Trust is crucial for the long-term success of companies - especially at the board level. Boards need to be able to trust that management will bring full transparency into the boardroom, and that will only happen thanks to shared integrity.
According to the Pew Research Center, as of 2019 only about one-third of adult Americans had a great deal or fair amount of confidence in elected officials to act in the public's best interests, and less than half said the same about business leaders (attitudes were far more positive when it came to the medical professionals now grappling with COVID-19). In addition to the general public, employees increasingly expect their employers to do the right thing and take action on issues related to inequality, the environment, and climate change.
There is a strong sense of pessimism about leadership in both the private and public sectors, and anxiety related to job security is high - due to a general lack of training and increasing automation, and not least due to the global pandemic. This threatens to fuel the growth of nationalist and protectionist movements.
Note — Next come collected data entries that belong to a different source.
//! Application style configuration

use eframe::egui;
use shared::ModelFormat;

/// Configure initial application styles with given font size
pub fn configure_styles(ctx: &egui::Context, font_size: f32) {
    let mut style = (*ctx.style()).clone();

    style.visuals = egui::Visuals::dark();

    style.visuals.window_corner_radius = egui::CornerRadius::same(8);
    style.visuals.menu_corner_radius = egui::CornerRadius::same(4);
    for widget in [
        &mut style.visuals.widgets.noninteractive,
        &mut style.visuals.widgets.inactive,
        &mut style.visuals.widgets.hovered,
        &mut style.visuals.widgets.active,
    ] {
        widget.corner_radius = egui::CornerRadius::same(4);
    }

    style.spacing.item_spacing = egui::vec2(8.0, 6.0);
    style.spacing.button_padding = egui::vec2(8.0, 4.0);
    style.spacing.slider_width = 160.0;

    style.visuals.panel_fill = egui::Color32::from_rgb(24, 24, 28);
    style.visuals.window_fill = egui::Color32::from_rgb(32, 32, 38);
    style.visuals.selection.bg_fill = egui::Color32::from_rgb(60, 90, 160);

    apply_text_styles(&mut style, font_size);
    ctx.set_style(style);
}

/// Apply font size to all text styles
pub fn apply_font_size(ctx: &egui::Context, font_size: f32) {
    let mut style = (*ctx.style()).clone();
    apply_text_styles(&mut style, font_size);
    ctx.set_style(style);
}

fn apply_text_styles(style: &mut egui::Style, font_size: f32) {
    let sizes = [
        (egui::TextStyle::Body, egui::FontId::proportional(font_size)),
        (egui::TextStyle::Button, egui::FontId::proportional(font_size)),
        (egui::TextStyle::Small, egui::FontId::proportional(font_size * 0.85)),
        (egui::TextStyle::Heading, egui::FontId::proportional(font_size * 1.3)),
        (egui::TextStyle::Monospace, egui::FontId::monospace(font_size)),
    ];
    for (text_style, font) in sizes {
        style.text_styles.insert(text_style, font);
    }
}

/// Badge color for the detected format
pub fn format_badge_color(format: ModelFormat) -> egui::Color32 {
    match format {
        ModelFormat::Glb => egui::Color32::from_rgb(70, 130, 220),
        ModelFormat::Gltf => egui::Color32::from_rgb(90, 170, 110),
        ModelFormat::Stl => egui::Color32::from_rgb(200, 140, 60),
    }
}
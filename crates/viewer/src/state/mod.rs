pub mod settings;

pub use settings::{AppSettings, CameraSettings, GridSettings, LoadingSettings, UiSettings, ViewportSettings};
While organizations must comply with legislation and regulation on everything from taxes to consumer protection, competition, corruption, and environmental protection, they can also be positively influenced in terms of corporate governance and trust by industry self-regulation and voluntary practices - such as a code of conduct.
Most cases of fraud and breach of trust among stakeholders can be traced to corporate governance failures, and so corporate leaders have the ultimate responsibility for creating an organizational culture that supports trust - and ensures that management and employees embody and act on the stated values and mission of their organization.
As people lose faith in their political leaders, it appears that they have higher expectations for CEOs. According to the 2019 Edelman Trust Barometer, more than three-quarters of the general population, or 76%, want CEOs to take the lead on necessary social and economic change rather than waiting for governments to act.
Particular areas of increased social expectations that require the attention of boards of directors include diversity (including gender diversity), transparency, equal opportunity, and eliminating all forms of harassment.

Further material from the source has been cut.